● Exercise brief:
Copy the lines below exactly. Start at the first and finish with the line containing "using indicatif ────────────────────────────────────".

(Saved data entries)
//! CLI binary for abstract2tex.
//!
//! A thin shim over the library crate that maps CLI flags
//! to `AssemblyConfig` and prints the batch report.

use abstract2tex::{
    run, AssemblyConfig, BatchProgressCallback, MalformedIdPolicy, PandocConverter,
    ProgressCallback, SubmissionOutcome, SubstitutionTable,
};
use anyhow::{Context, Result};
use clap::Parser;
use indicatif::{ProgressBar, ProgressStyle};
use std::io;
use std::path::PathBuf;
use std::sync::atomic::{AtomicUsize, Ordering};
use std::sync::Arc;
use std::time::Duration;
use tracing_subscriber::EnvFilter;

// ── ANSI colour helpers (no extra deps) ──────────────────────────────────────

fn green(s: &str) -> String {
    format!("\x1b[32m{s}\x1b[0m")
}
fn red(s: &str) -> String {
    format!("\x1b[31m{s}\x1b[0m")
}
fn dim(s: &str) -> String {
    format!("\x1b[2m{s}\x1b[0m")
}
fn bold(s: &str) -> String {
    format!("\x1b[1m{s}\x1b[0m")
}
fn cyan(s: &str) -> String {
    format!("\x1b[36m{s}\x1b[0m")
}

// ── CLI progress callback using indicatif ────────────────────────────────────

/// Terminal progress callback: a progress bar plus one log line per
/// submission.
struct CliProgressCallback {
    bar: ProgressBar,
    /// Count of submissions that were skipped or failed.
    problems: AtomicUsize,
}

impl CliProgressCallback {
    fn new() -> Arc<Self> {
        let bar = ProgressBar::new(0); // length set in on_batch_start
        let spinner_style = ProgressStyle::with_template("{spinner:.cyan} {prefix:.bold}  {msg}")
            .unwrap_or_else(|_| ProgressStyle::default_spinner())
            .tick_strings(&["⠋", "⠙", "⠹", "⠸", "⠼", "⠴", "⠦", "⠧", "⠇", "⠏", "⠿"]);
        bar.set_style(spinner_style);
        bar.set_prefix("Scanning");
        bar.set_message("Looking for submissions…");
        bar.enable_steady_tick(Duration::from_millis(80));

        Arc::new(Self {
            bar,
            problems: AtomicUsize::new(0),
        })
    }
}

impl BatchProgressCallback for CliProgressCallback {
    fn on_batch_start(&self, total: usize) {
        let style = ProgressStyle::with_template(
            "{spinner:.cyan} {prefix:.bold}  \
             [{bar:42.green/238}] {pos:>3}/{len} abstracts  {msg}",
        )
        .unwrap_or_else(|_| ProgressStyle::default_bar())
        .progress_chars("█▉▊▋▌▍▎▏  ")
        .tick_strings(&["⠋", "⠙", "⠹", "⠸", "⠼", "⠴", "⠦", "⠧", "⠇", "⠏", "⠿"]);

        self.bar.set_length(total as u64);
        self.bar.set_style(style);
        self.bar.set_prefix("Assembling");
        self.bar.println(format!(
            "{} {}",
            cyan("◆"),
            bold(&format!("Found {total} submissions"))
        ));
    }

    fn on_submission_start(&self, _index: usize, _total: usize, file: &str) {
        self.bar.set_message(file.to_string());
    }

    fn on_figure_matched(&self, _index: usize, _file: &str, figure: &str) {
        self.bar.println(format!("    {}", dim(&format!("figure: {figure}"))));
    }

    fn on_submission_complete(&self, index: usize, total: usize, file: &str) {
        self.bar.println(format!(
            "  {} {:>3}/{:<3}  {}",
            green("✓"),
            index,
            total,
            file
        ));
        self.bar.inc(1);
    }

    fn on_submission_skipped(&self, index: usize, total: usize, file: &str, reason: &str) {
        self.problems.fetch_add(1, Ordering::SeqCst);
        self.bar.println(format!(
            "  {} {:>3}/{:<3}  {}  {}",
            red("✗"),
            index,
            total,
            file,
            dim(reason)
        ));
        self.bar.inc(1);
    }

    fn on_batch_complete(&self, total: usize, rendered: usize) {
        self.bar.finish_and_clear();
        let problems = self.problems.load(Ordering::SeqCst);
        if problems == 0 {
            eprintln!(
                "{} {} abstracts assembled",
                green("✔"),
                bold(&rendered.to_string())
            );
        } else {
            eprintln!(
                "{} {}/{} abstracts assembled  ({} need attention)",
                if rendered == 0 { red("✘") } else { cyan("⚠") },
                bold(&rendered.to_string()),
                total,
                red(&problems.to_string()),
            );
        }
    }
}

const AFTER_HELP: &str = r#"EXAMPLES:
  # Assemble every .docx in the current directory into ./output.tex
  abstract2tex

  # A different directory and output file
  abstract2tex abstracts/ -o book.tex

  # Accept more figure formats
  abstract2tex --image-ext png,jpg,jpeg abstracts/

  # Stop at the first submission with a non-numeric id
  abstract2tex --on-malformed-id abort abstracts/

  # Extra character fixes, applied after pandoc
  abstract2tex --substitutions fixes.json abstracts/
      fixes.json:  [["ß", "{\\ss}"], ["Å", "\\AA{}"]]

FILE NAMING:
  Lastname_Firstname.docx    the submission (abstract template, five tables)
  Lastname_Firstname.png     optional figure, matched case-insensitively

ENVIRONMENT VARIABLES:
  RUST_LOG                   Override log filter (e.g. abstract2tex=debug)
  ABSTRACT2TEX_PANDOC        Path to the pandoc executable

REQUIREMENTS:
  pandoc must be installed (https://pandoc.org/installing.html).
"#;

/// Assemble Word abstract submissions into one LaTeX file.
#[derive(Parser, Debug)]
#[command(
    name = "abstract2tex",
    version,
    about = "Assemble Word abstract submissions into one LaTeX file",
    long_about = "Convert every abstract submission (.docx built from the five-table abstract \
template) in a directory into a posterabs LaTeX environment, pair each with its figure, \
and write them all, sorted by surname, into a single output file.",
    color = clap::ColorChoice::Auto,
    after_long_help = AFTER_HELP
)]
struct Cli {
    /// Directory containing the submissions.
    #[arg(default_value = ".", env = "ABSTRACT2TEX_DIR")]
    input: PathBuf,

    /// Output LaTeX file (relative to the input directory; `.tex` is added when there is no extension).
    #[arg(short, long, env = "ABSTRACT2TEX_OUTPUT", default_value = "output.tex")]
    output: PathBuf,

    /// pandoc executable.
    #[arg(long, env = "ABSTRACT2TEX_PANDOC", default_value = "pandoc")]
    pandoc: PathBuf,

    /// Figure extensions to pair with submissions (comma-separated).
    #[arg(
        long = "image-ext",
        env = "ABSTRACT2TEX_IMAGE_EXT",
        value_delimiter = ',',
        default_value = "png,jpg"
    )]
    image_ext: Vec<String>,

    /// JSON file with extra `[from, to]` substitutions applied after pandoc.
    #[arg(long, env = "ABSTRACT2TEX_SUBSTITUTIONS")]
    substitutions: Option<PathBuf>,

    /// Extra name particles that must not be capitalized (comma-separated).
    #[arg(long = "no-capitalize", env = "ABSTRACT2TEX_NO_CAPITALIZE", value_delimiter = ',')]
    no_capitalize: Vec<String>,

    /// What to do with a submission whose id column has no digits.
    #[arg(long, env = "ABSTRACT2TEX_ON_MALFORMED_ID", value_enum, default_value = "skip")]
    on_malformed_id: MalformedIdArg,

    /// Kill a pandoc document conversion after this many seconds.
    #[arg(long, env = "ABSTRACT2TEX_CONVERTER_TIMEOUT")]
    converter_timeout: Option<u64>,

    /// Print the batch report as JSON on stdout.
    #[arg(long, env = "ABSTRACT2TEX_JSON")]
    json: bool,

    /// Disable progress bar.
    #[arg(long, env = "ABSTRACT2TEX_NO_PROGRESS")]
    no_progress: bool,

    /// Enable DEBUG-level tracing logs.
    #[arg(short, long, env = "ABSTRACT2TEX_VERBOSE")]
    verbose: bool,

    /// Suppress all output except errors.
    #[arg(short, long, env = "ABSTRACT2TEX_QUIET")]
    quiet: bool,
}

#[derive(clap::ValueEnum, Clone, Debug)]
enum MalformedIdArg {
    /// Leave the submission out and continue.
    Skip,
    /// Stop the whole batch.
    Abort,
}

impl From<MalformedIdArg> for MalformedIdPolicy {
    fn from(v: MalformedIdArg) -> Self {
        match v {
            MalformedIdArg::Skip => MalformedIdPolicy::SkipRecord,
            MalformedIdArg::Abort => MalformedIdPolicy::AbortBatch,
        }
    }
}

fn main() -> Result<()> {
    let cli = Cli::parse();

    // ── Logging setup ────────────────────────────────────────────────────
    // The progress bar already reports every submission; keep INFO logs
    // for runs without it.
    let show_progress = !cli.quiet && !cli.no_progress && !cli.json;
    let filter = if cli.verbose {
        "debug"
    } else if cli.quiet || show_progress {
        "error"
    } else {
        "info"
    };

    tracing_subscriber::fmt()
        .with_env_filter(
            EnvFilter::try_from_default_env().unwrap_or_else(|_| EnvFilter::new(filter)),
        )
        .with_writer(io::stderr)
        .init();

    // ── Build config ─────────────────────────────────────────────────────
    let progress_cb: Option<ProgressCallback> = if show_progress {
        Some(CliProgressCallback::new() as Arc<dyn BatchProgressCallback>)
    } else {
        None
    };
    let config = build_config(&cli, progress_cb)?;
    let converter =
        PandocConverter::new(&cli.pandoc).with_timeout_secs(config.converter_timeout_secs);

    // ── Run batch ────────────────────────────────────────────────────────
    let report = run(&cli.input, &config, &converter).context("Assembly failed")?;

    if cli.json {
        let json = serde_json::to_string_pretty(&report).context("Failed to serialise report")?;
        println!("{json}");
        return Ok(());
    }

    if !cli.quiet {
        if !show_progress {
            eprintln!(
                "Assembled {}/{} abstracts in {}ms",
                report.rendered(),
                report.total(),
                report.duration_ms
            );
        }
        for problem in report.problems() {
            match problem {
                SubmissionOutcome::Skipped { reason, .. } => {
                    eprintln!("  {} skipped: {}", cyan("⚠"), reason)
                }
                SubmissionOutcome::Failed { reason, .. } => {
                    eprintln!("  {} failed: {}", red("✗"), reason)
                }
                SubmissionOutcome::Rendered { .. } => {}
            }
        }
        eprintln!("   →  {}", bold(&report.output_path.display().to_string()));
    }

    Ok(())
}

/// Map CLI args to `AssemblyConfig`.
fn build_config(cli: &Cli, progress: Option<ProgressCallback>) -> Result<AssemblyConfig> {
    let mut builder = AssemblyConfig::builder()
        .output_file(&cli.output)
        .image_extensions(cli.image_ext.iter().map(String::as_str))
        .extra_no_capitalize(cli.no_capitalize.iter().map(String::as_str))
        .malformed_id_policy(cli.on_malformed_id.clone().into())
        .converter_timeout_secs(cli.converter_timeout);

    if let Some(ref path) = cli.substitutions {
        let json = std::fs::read_to_string(path)
            .with_context(|| format!("Failed to read substitutions from {:?}", path))?;
        builder = builder.extra_substitutions(SubstitutionTable::from_json(&json)?);
    }

    if let Some(cb) = progress {
        builder = builder.progress_callback(cb);
    }

    builder.build().context("Invalid configuration")
}
//! Error types for the abstract2tex library.
//!
//! Three error types reflect three distinct failure scopes:
//!
//! * [`Abstract2TexError`]: fatal. The batch cannot proceed at all
//!   (missing input directory, unwritable output file). Returned as
//!   `Err(Abstract2TexError)` from [`crate::assemble::run`].
//!
//! * [`ExtractError`]: per submission. One document does not follow the
//!   submission template. The assembler records it in the
//!   [`crate::output::BatchReport`] and moves on to the next file.
//!
//! * [`ConverterError`]: the external converter (pandoc) could not be run
//!   or exited unsuccessfully. Also per submission.

use std::path::PathBuf;
use thiserror::Error;

/// All fatal errors returned by the abstract2tex library.
///
/// Submission-level failures use [`ExtractError`] / [`ConverterError`] and
/// are stored in [`crate::output::SubmissionOutcome`] rather than
/// propagated here.
#[derive(Debug, Error)]
pub enum Abstract2TexError {
    // ── Input errors ──────────────────────────────────────────────────────
    /// Input directory was not found.
    #[error("Input directory not found: '{path}'\nCheck the path exists and is a directory.")]
    InputDirNotFound { path: PathBuf },

    /// Input directory exists but could not be listed.
    #[error("Failed to list input directory '{path}': {source}")]
    ReadDirFailed {
        path: PathBuf,
        #[source]
        source: std::io::Error,
    },

    // ── Output errors ─────────────────────────────────────────────────────
    /// Could not create, truncate or append to the output LaTeX file.
    #[error("Failed to write output file '{path}': {source}")]
    OutputWriteFailed {
        path: PathBuf,
        #[source]
        source: std::io::Error,
    },

    /// Could not create the scratch directory for intermediate markup files.
    #[error("Failed to create temporary markup directory: {0}")]
    TempDirFailed(#[source] std::io::Error),

    // ── Submission errors escalated by policy ─────────────────────────────
    /// A malformed identifier was found and the policy is
    /// [`crate::config::MalformedIdPolicy::AbortBatch`].
    #[error("Aborting batch at '{file}': {source}")]
    SubmissionAborted {
        file: String,
        #[source]
        source: ExtractError,
    },

    // ── Config errors ─────────────────────────────────────────────────────
    /// Builder validation failed.
    #[error("Invalid configuration: {0}")]
    InvalidConfig(String),
}

/// A failure to turn one submission's markup into a record.
#[derive(Debug, Error)]
pub enum ExtractError {
    /// The document has fewer tables than the layout needs. Usually the
    /// submitter did not use the abstract template.
    #[error(
        "found {found} of the {required} expected tables; the submitter likely did not use \
the abstract template, check the document manually"
    )]
    MissingTemplateStructure { found: usize, required: usize },

    /// An id column (ordinal, affiliation, reference) contained no digits.
    #[error("malformed identifier {text:?} in the {block} table; ids must be numeric")]
    MalformedIdentifier { block: &'static str, text: String },

    /// Normalizing a fragment through the converter failed.
    #[error(transparent)]
    Converter(#[from] ConverterError),
}

/// Failures of the external document converter.
#[derive(Debug, Error)]
pub enum ConverterError {
    /// The converter executable could not be started.
    #[error("Failed to run '{program}': {source}\nIs pandoc installed and on PATH? Use --pandoc to point at it.")]
    Spawn {
        program: String,
        #[source]
        source: std::io::Error,
    },

    /// The converter ran but exited with a non-zero status.
    #[error("'{program}' exited with {status}: {stderr}")]
    Failed {
        program: String,
        status: String,
        stderr: String,
    },

    /// The converter was killed after exceeding the configured timeout.
    #[error("'{program}' timed out after {secs}s converting '{document}'")]
    Timeout {
        program: String,
        document: PathBuf,
        secs: u64,
    },

    /// Reading or writing converter input/output failed.
    #[error("Converter I/O failed: {0}")]
    Io(#[from] std::io::Error),

    /// The converter produced bytes that are not UTF-8.
    #[error("Converter output is not valid UTF-8")]
    InvalidUtf8,
}

#[cfg(test)]
mod tests {
    use super::*;

    #[test]
    fn missing_structure_display() {
        let e = ExtractError::MissingTemplateStructure {
            found: 0,
            required: 4,
        };
        let msg = e.to_string();
        assert!(msg.contains("0 of the 4"), "got: {msg}");
        assert!(msg.contains("template"));
    }

    #[test]
    fn malformed_identifier_display() {
        let e = ExtractError::MalformedIdentifier {
            block: "affiliations",
            text: "a.".into(),
        };
        let msg = e.to_string();
        assert!(msg.contains("affiliations"));
        assert!(msg.contains("\"a.\""));
    }

    #[test]
    fn converter_error_is_transparent() {
        let e: ExtractError = ConverterError::InvalidUtf8.into();
        assert_eq!(e.to_string(), "Converter output is not valid UTF-8");
    }

    #[test]
    fn aborted_display_names_file() {
        let e = Abstract2TexError::SubmissionAborted {
            file: "Smith_Jane.docx".into(),
            source: ExtractError::MalformedIdentifier {
                block: "references",
                text: "x".into(),
            },
        };
        assert!(e.to_string().contains("Smith_Jane.docx"));
    }

    #[test]
    fn timeout_display() {
        let e = ConverterError::Timeout {
            program: "pandoc".into(),
            document: PathBuf::from("Doe_John.docx"),
            secs: 30,
        };
        assert!(e.to_string().contains("30s"));
        assert!(e.to_string().contains("Doe_John.docx"));
    }
}
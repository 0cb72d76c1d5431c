//! Progress-callback trait for per-submission batch events.
//!
//! Inject an [`Arc<dyn BatchProgressCallback>`] via
//! [`crate::config::AssemblyConfigBuilder::progress_callback`] to receive
//! events as the assembler works through the directory.
//!
//! # Example
//!
//! ```rust
//! use abstract2tex::{BatchProgressCallback, AssemblyConfig};
//! use std::sync::{Arc, atomic::{AtomicUsize, Ordering}};
//!
//! struct CountingCallback {
//!     rendered: AtomicUsize,
//! }
//!
//! impl BatchProgressCallback for CountingCallback {
//!     fn on_submission_complete(&self, index: usize, total: usize, file: &str) {
//!         self.rendered.fetch_add(1, Ordering::SeqCst);
//!         eprintln!("{}/{} {}", index, total, file);
//!     }
//! }
//!
//! let counter = Arc::new(CountingCallback { rendered: AtomicUsize::new(0) });
//!
//! let config = AssemblyConfig::builder()
//!     .progress_callback(counter as Arc<dyn BatchProgressCallback>)
//!     .build()
//!     .unwrap();
//! ```

use std::sync::Arc;

/// Called by the assembler as it processes each submission.
///
/// All methods have default no-op implementations so callers only override
/// what they care about. Indices are 1-based.
pub trait BatchProgressCallback: Send + Sync {
    /// Called once after discovery, before any submission is converted.
    fn on_batch_start(&self, total: usize) {
        let _ = total;
    }

    /// Called before a submission is handed to the converter.
    fn on_submission_start(&self, index: usize, total: usize, file: &str) {
        let _ = (index, total, file);
    }

    /// Called when a figure file was paired with the submission.
    fn on_figure_matched(&self, index: usize, file: &str, figure: &str) {
        let _ = (index, file, figure);
    }

    /// Called when the submission's block was appended to the output file.
    fn on_submission_complete(&self, index: usize, total: usize, file: &str) {
        let _ = (index, total, file);
    }

    /// Called when the submission was skipped or failed.
    ///
    /// # Arguments
    /// * `reason`: human-readable description naming what to fix
    fn on_submission_skipped(&self, index: usize, total: usize, file: &str, reason: &str) {
        let _ = (index, total, file, reason);
    }

    /// Called once after every submission has been attempted.
    fn on_batch_complete(&self, total: usize, rendered: usize) {
        let _ = (total, rendered);
    }
}

/// A no-op implementation for callers that don't need progress events.
pub struct NoopProgressCallback;

impl BatchProgressCallback for NoopProgressCallback {}

/// Convenience alias matching the type stored in [`crate::config::AssemblyConfig`].
pub type ProgressCallback = Arc<dyn BatchProgressCallback>;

● Exercise response:
//! CLI binary for abstract2tex.
//!
//! A thin shim over the library crate that maps CLI flags
//! to `AssemblyConfig` and prints the batch report.

use abstract2tex::{
    run, AssemblyConfig, BatchProgressCallback, MalformedIdPolicy, PandocConverter,
    ProgressCallback, SubmissionOutcome, SubstitutionTable,
};
use anyhow::{Context, Result};
use clap::Parser;
use indicatif::{ProgressBar, ProgressStyle};
use std::io;
use std::path::PathBuf;
use std::sync::atomic::{AtomicUsize, Ordering};
use std::sync::Arc;
use std::time::Duration;
use tracing_subscriber::EnvFilter;

// ── ANSI colour helpers (no extra deps) ──────────────────────────────────────

fn green(s: &str) -> String {
    format!("\x1b[32m{s}\x1b[0m")
}
fn red(s: &str) -> String {
    format!("\x1b[31m{s}\x1b[0m")
}
fn dim(s: &str) -> String {
    format!("\x1b[2m{s}\x1b[0m")
}
fn bold(s: &str) -> String {
    format!("\x1b[1m{s}\x1b[0m")
}
fn cyan(s: &str) -> String {
    format!("\x1b[36m{s}\x1b[0m")
}

// ── CLI progress callback using indicatif ────────────────────────────────────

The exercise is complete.